Note: In the event of a draw, it is not necessary that the fighters' total points be equal. However, in a unanimous or split draw, each fighter does score an equal number of win judgments from the three judges (0 or 1, respectively).

A fight can also end in a technical decision, technical submission, disqualification, forfeit, technical draw, or no contest. The latter two outcomes have no winners.

===Judging criteria===
The ten-point must system is in effect for all WXC fights; three judges score each round and the winner of each receives ten points, the loser nine points or fewer.
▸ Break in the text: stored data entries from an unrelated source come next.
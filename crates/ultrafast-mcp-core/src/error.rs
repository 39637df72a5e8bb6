//! # Error Handling Module
//!
//! Comprehensive error handling system for the UltraFast MCP Core crate.
//!
//! This module provides a hierarchical error system that covers all aspects of MCP
//! operations, from protocol-level errors to transport and application-specific issues.
//! The error types are designed to provide detailed context for debugging and
//! recovery while maintaining type safety and ergonomic usage.
//!
//! ## Overview
//!
//! The error system is built around the `MCPError` enum, which serves as the canonical
//! error type for all MCP operations. It provides:
//!
//! - **Hierarchical Error Types**: Categorized errors for different failure modes
//! - **Rich Context**: Detailed error messages with actionable information
//! - **Automatic Conversion**: Seamless integration with standard library and third-party errors
//! - **JSON-RPC Compliance**: Proper error codes and messages for protocol compliance
//! - **Recovery Information**: Error types that help with error recovery and handling
//!
//! ## Error Categories
//!
//! ### Protocol Errors (`ProtocolError`)
//! Errors related to the MCP protocol itself:
//! - Invalid JSON-RPC version or format
//! - Method not found or unsupported
//! - Invalid parameters or request structure
//! - Protocol initialization failures
//! - Capability negotiation issues
//!
//! ### Transport Errors (`TransportError`)
//! Errors related to communication and transport:
//! - Connection failures and timeouts
//! - Send/receive operation failures
//! - Network-level issues
//! - Transport protocol violations
//!
//! ### Tool Errors (`ToolError`)
//! Errors specific to tool execution:
//! - Tool not found or unavailable
//! - Tool execution failures
//! - Invalid tool input parameters
//! - Schema validation failures
//!
//! ### Resource Errors (`ResourceError`)
//! Errors related to resource operations:
//! - Resource not found or inaccessible
//! - Access permission issues
//! - Invalid resource URIs
//! - Content type mismatches
//!
//! ## Usage Examples
//!
//! ### Basic Error Handling
//!
//! ```rust
//! use ultrafast_mcp_core::{MCPError, MCPResult};
//!
//! fn process_tool_call(tool_name: &str) -> MCPResult<String> {
//!     match tool_name {
//!         "valid_tool" => Ok("Success".to_string()),
//!         _ => Err(MCPError::method_not_found(
//!             format!("Tool '{}' not found", tool_name)
//!         )),
//!     }
//! }
//! ```
//!
//! ### Error Conversion
//!
//! ```rust
//! use ultrafast_mcp_core::{MCPError, MCPResult};
//! use std::io;
//!
//! fn read_file(path: &str) -> MCPResult<String> {
//!     std::fs::read_to_string(path)
//!         .map_err(|e| MCPError::from(e)) // Automatic conversion from io::Error
//! }
//!
//! fn parse_json(data: &str) -> MCPResult<serde_json::Value> {
//!     serde_json::from_str(data)
//!         .map_err(|e| MCPError::from(e)) // Automatic conversion from serde_json::Error
//! }
//! ```
//!
//! ### Custom Error Context
//!
//! ```rust
//! use ultrafast_mcp_core::{MCPError, MCPResult};
//!
//! fn validate_user_input(input: &str) -> MCPResult<()> {
//!     if input.is_empty() {
//!         return Err(MCPError::invalid_params(
//!             "User input cannot be empty".to_string()
//!         ));
//!     }
//!
//!     if input.len() > 1000 {
//!         return Err(MCPError::invalid_params(
//!             "User input exceeds maximum length of 1000 characters".to_string()
//!         ));
//!     }
//!
//!     Ok(())
//! }
//! ```
//!
//! ### Error Recovery
//!
//! ```rust
//! use ultrafast_mcp_core::{MCPError, MCPResult};
//!
//! fn robust_operation() -> MCPResult<String> {
//!     match perform_operation() {
//!         Ok(result) => Ok(result),
//!         Err(MCPError::Transport(transport_err)) => {
//!             // Retry on transport errors
//!             tracing::warn!("Transport error, retrying: {}", transport_err);
//!             perform_operation()
//!         }
//!         Err(MCPError::Protocol(ProtocolError::RequestTimeout)) => {
//!             // Handle timeout specifically
//!             Err(MCPError::internal_error("Operation timed out after retries".to_string()))
//!         }
//!         Err(e) => Err(e), // Pass through other errors
//!     }
//! }
//! ```
//!
//! ## Error Codes
//!
//! The module defines standard JSON-RPC error codes and MCP-specific extensions:
//!
//! ### Standard JSON-RPC Codes
//! - `-32700`: Parse error (invalid JSON)
//! - `-32600`: Invalid request (malformed request)
//! - `-32601`: Method not found
//! - `-32602`: Invalid parameters
//! - `-32603`: Internal error
//!
//! ### MCP-Specific Codes
//! - `-32000`: Initialization failed
//! - `-32001`: Capability not supported
//! - `-32002`: Server not initialized (non-initialize request before handshake completes)
//! - `-32003`: Tool execution error
//! - `-32004`: Invalid URI
//! - `-32005`: Access denied
//! - `-32008`: Resource not found
//!
//! ## Best Practices
//!
//! ### Error Creation
//! - Use the convenience constructors for common error types
//! - Provide descriptive error messages with context
//! - Include relevant parameters in error messages
//! - Use appropriate error categories for different failure modes
//!
//! ### Error Handling
//! - Handle errors at the appropriate level
//! - Provide fallback behavior where possible
//! - Log errors with sufficient context for debugging
//! - Convert errors to user-friendly messages when appropriate
//!
//! ### Error Propagation
//! - Use `?` operator for automatic error propagation
//! - Add context when converting between error types
//! - Preserve original error information when possible
//! - Consider error recovery strategies
//!
//! ## Thread Safety
//!
//! All error types in this module are designed to be thread-safe:
//! - Error types implement `Send + Sync`
//! - Error conversion operations are thread-safe
//! - No mutable global state is used
//!
//! ## Performance Considerations
//!
//! - Error types use efficient string storage
//! - Error conversion is optimized for common cases
//! - Minimal allocations in error creation paths
//! - Lazy error message formatting where appropriate

use thiserror::Error;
Scores of 10–8 are typically awarded for very dominant rounds.

===Fouls===
1. Butting with the head
2. Eye gouging of any kind
3. Biting
4. Hair pulling
5. Fish hooking
6. Groin attacks of any kind
7. Putting a finger into any orifice or into any cut or laceration on an opponent (see Fish-hooking)
8. Small joint manipulation
9. Striking to the spine or the back of the head (see Rabbit punch)
10. Striking downward using the point of the elbow (see Elbow (strike))
11. Throat strikes of any kind, including, without limitation, grabbing the trachea
12. Clawing, pinching or twisting the flesh
13. Grabbing the clavicle
14. Kicking the head of a grounded opponent
15. Kneeing the head of a grounded opponent
16. Stomping a grounded opponent
17. Kicking to the kidney with the heel
18. Spiking an opponent to the canvas on his head or neck (see Piledriver)
19. Throwing an opponent out of the ring or fenced area
20. Holding the shorts or gloves of an opponent
21. Spitting at an opponent
22. Engaging in unsportsmanlike conduct that causes an injury to an opponent
23. Holding the ropes or the fence
24. Using abusive language in the ring or fenced area
25. Attacking an opponent on or during the break
26. Attacking an opponent who is under the care of the referee
27. Attacking an opponent after the bell (horn) has sounded the end of a round
28. Flagrantly disregarding the instructions of the referee
29. Timidity, including, without limitation, avoiding contact with an opponent, intentionally or consistently dropping the mouthpiece or faking an injury
30. Interference by the corner
31. Throwing in the towel during competition

When a foul is charged, the referee in their discretion may deduct one or more points as a penalty. If a foul incapacitates a fighter, then the match may end in a disqualification if the foul was intentional, or a no contest if unintentional. If a foul causes a fighter to be unable to continue later in the bout, it ends with a technical decision win to the injured fighter if the injured fighter is ahead on points, otherwise it is a technical draw.

===Match conduct===
- After a verbal warning the referee can stop the fighters and stand them up if they reach a stalemate on the ground (where neither are in a dominant position or working towards one). This rule is codified in Nevada as the stand-up rule.
- If the referee pauses the match, it is resumed with the fighters in their prior positions.
- Grabbing the cage brings a verbal warning, followed by an attempt by the referee to release the grab by pulling on the grabbing hand. If that attempt fails or if the fighter continues to hold the cage, the referee may charge a foul.
- Early WXC events disregarded verbal sparring / "trash-talking" during matches. Under unified rules, antics are permitted before events to add to excitement and allow fighters to express themselves, but abusive language during combat is prohibited.

===Fighter salaries===
A WXC fighter generally does not have a salary, Amateur fighters do not get paid. Professional fighters are paid per fight, with amounts depending on how well-known the fighters are and how well sponsored a fighter and an event is. Fighters will typically get paid money to fight with an additional bonus if they win. Cash bonuses are also typically awarded for "Fight of the Night", "Knockout of the Night", and "Submission of the Night." The size of these bonuses varies by event, but, for less well-known fighters, they can be several times larger than the contracted amount for the fight.

==Media==

===Music===
- WXC: Xtreme Beat Downs, Vol. 1, an album of music featured in and inspired by the WXC.

===DVD===
- Every pay-per-view WXC event has been released onto DVD.